People can be forced to resign because of intolerable work conditions, like harassment and discrimination, under what is known as constructive dismissal.

This allows you to potentially file a wrongful termination, discrimination or harassment suit, but it can be “hard to prove,” Stygar notes. “If you can tough it out and ask for help when you need it and just get fired, your wrongful termination claim is going to be available much more easily.”

Ultimately, it’s up to you to decide what’s best.​


How you choose to leave a job should ideally be a decision you weigh carefully, no matter which course you instinctually prefer.

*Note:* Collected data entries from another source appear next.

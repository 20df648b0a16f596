//! Borrowing workflow endpoints

use axum::{
    extract::{Path, State},
    http::StatusCode,
    Json,
};
use chrono::{DateTime, Utc};
use serde::{Deserialize, Serialize};
use utoipa::ToSchema;

use crate::{
    error::{AppError, AppResult},
    models::borrowing::{BorrowOutcome, BorrowStatus, BorrowingDetails, SubmitBorrow},
};

use super::AuthenticatedUser;

/// Borrow submission response
#[derive(Serialize, ToSchema)]
pub struct BorrowResponse {
    pub success: bool,
    #[serde(flatten)]
    pub outcome: BorrowOutcome,
}

/// Status-partitioned ledger list response
#[derive(Serialize, ToSchema)]
pub struct BorrowingListResponse {
    pub success: bool,
    pub data: Vec<BorrowingDetails>,
}

/// Generic workflow message response
#[derive(Serialize, ToSchema)]
pub struct WorkflowResponse {
    pub success: bool,
    pub message: String,
}

/// Return request body
#[derive(Deserialize, ToSchema)]
pub struct ReturnRequest {
    /// Return date; defaults to now
    pub return_date: Option<DateTime<Utc>>,
}

/// Submit a borrow request. Librarian callers get direct issue; everyone
/// else starts Pending.
#[utoipa::path(
    post,
    path = "/borrowings",
    tag = "borrowings",
    security(("bearer_auth" = [])),
    request_body = SubmitBorrow,
    responses(
        (status = 201, description = "Borrow request recorded", body = BorrowResponse),
        (status = 400, description = "Invalid request or no copies available"),
        (status = 404, description = "Book not found")
    )
)]
pub async fn submit_borrow(
    State(state): State<crate::AppState>,
    AuthenticatedUser(claims): AuthenticatedUser,
    Json(request): Json<SubmitBorrow>,
) -> AppResult<(StatusCode, Json<BorrowResponse>)> {
    let outcome = state
        .services
        .circulation
        .submit_borrow(request, claims.is_librarian())
        .await?;

    Ok((
        StatusCode::CREATED,
        Json(BorrowResponse {
            success: true,
            outcome,
        }),
    ))
}

/// Issue a book directly to a walk-in borrower. Librarian only; the ledger
/// row is created Borrowed and inventory decremented in one transaction.
#[utoipa::path(
    post,
    path = "/borrowings/direct",
    tag = "borrowings",
    security(("bearer_auth" = [])),
    request_body = SubmitBorrow,
    responses(
        (status = 201, description = "Book issued", body = BorrowResponse),
        (status = 400, description = "Invalid request or no copies available"),
        (status = 404, description = "Book not found")
    )
)]
pub async fn direct_issue(
    State(state): State<crate::AppState>,
    AuthenticatedUser(claims): AuthenticatedUser,
    Json(mut request): Json<SubmitBorrow>,
) -> AppResult<(StatusCode, Json<BorrowResponse>)> {
    claims.require_librarian()?;

    // No Pending path on this endpoint
    request.approved = true;

    let outcome = state
        .services
        .circulation
        .submit_borrow(request, true)
        .await?;

    Ok((
        StatusCode::CREATED,
        Json(BorrowResponse {
            success: true,
            outcome,
        }),
    ))
}

/// List ledger rows by status
#[utoipa::path(
    get,
    path = "/borrowings/status/{status}",
    tag = "borrowings",
    security(("bearer_auth" = [])),
    params(
        ("status" = String, Path, description = "Pending, Borrowed, Returned or Overdue")
    ),
    responses(
        (status = 200, description = "Ledger rows with computed due fields", body = BorrowingListResponse),
        (status = 400, description = "Unknown status")
    )
)]
pub async fn list_by_status(
    State(state): State<crate::AppState>,
    AuthenticatedUser(claims): AuthenticatedUser,
    Path(status): Path<String>,
) -> AppResult<Json<BorrowingListResponse>> {
    claims.require_librarian()?;

    let status: BorrowStatus = status.parse().map_err(AppError::Validation)?;
    let rows = state.services.circulation.list_by_status(status).await?;

    Ok(Json(BorrowingListResponse {
        success: true,
        data: rows,
    }))
}

/// Approve a Pending borrow request
#[utoipa::path(
    put,
    path = "/borrowings/{transaction_id}/approve",
    tag = "borrowings",
    security(("bearer_auth" = [])),
    params(
        ("transaction_id" = String, Path, description = "Transaction ID")
    ),
    responses(
        (status = 200, description = "Borrowing approved", body = WorkflowResponse),
        (status = 404, description = "Pending borrowing not found")
    )
)]
pub async fn approve(
    State(state): State<crate::AppState>,
    AuthenticatedUser(claims): AuthenticatedUser,
    Path(transaction_id): Path<String>,
) -> AppResult<Json<WorkflowResponse>> {
    claims.require_librarian()?;

    state.services.circulation.approve(&transaction_id).await?;

    Ok(Json(WorkflowResponse {
        success: true,
        message: "Borrowing approved".to_string(),
    }))
}

/// Reject a Pending borrow request
#[utoipa::path(
    put,
    path = "/borrowings/{transaction_id}/reject",
    tag = "borrowings",
    security(("bearer_auth" = [])),
    params(
        ("transaction_id" = String, Path, description = "Transaction ID")
    ),
    responses(
        (status = 200, description = "Borrowing rejected", body = WorkflowResponse),
        (status = 404, description = "Pending borrowing not found")
    )
)]
pub async fn reject(
    State(state): State<crate::AppState>,
    AuthenticatedUser(claims): AuthenticatedUser,
    Path(transaction_id): Path<String>,
) -> AppResult<Json<WorkflowResponse>> {
    claims.require_librarian()?;

    state.services.circulation.reject(&transaction_id).await?;

    Ok(Json(WorkflowResponse {
        success: true,
        message: "Borrowing rejected".to_string(),
    }))
}

/// Return a borrowed book. The body is optional; without one the return is
/// stamped with the current time.
#[utoipa::path(
    put,
    path = "/borrowings/{transaction_id}/return",
    tag = "borrowings",
    security(("bearer_auth" = [])),
    params(
        ("transaction_id" = String, Path, description = "Transaction ID")
    ),
    request_body(content = ReturnRequest, description = "Optional return date override"),
    responses(
        (status = 200, description = "Book returned", body = WorkflowResponse),
        (status = 404, description = "Active borrowing not found")
    )
)]
pub async fn return_book(
    State(state): State<crate::AppState>,
    AuthenticatedUser(claims): AuthenticatedUser,
    Path(transaction_id): Path<String>,
    request: Option<Json<ReturnRequest>>,
) -> AppResult<Json<WorkflowResponse>> {
    claims.require_librarian()?;

    let return_date = request.and_then(|Json(r)| r.return_date);

    state
        .services
        .circulation
        .return_book(&transaction_id, return_date)
        .await?;

    Ok(Json(WorkflowResponse {
        success: true,
        message: "Book returned".to_string(),
    }))
}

“If given the choice between resigning and being fired, employees should pause and seriously consider the benefits of a termination that don’t exist with a resignation,” Stygar says, who recommends consulting with an employment attorney if you have questions around severance and unemployment benefits.

“Definitely don’t knee-jerk and resign just to save face. Think about what you are doing. It’s a business decision,” he adds.

Broadly speaking, Milian has a different perspective. He says that if you have a choice, he believes that leaving under your own willpower is best so that you get to define your career story. But he advises that “no matter what the scenario is, be proactive, not reactive.”

“If you are weighing the options of either being terminated or quitting on your own, you have to do the research to weigh the pros and cons of each in the context of your situation,” he says. “And that will determine ideally the best course of action.”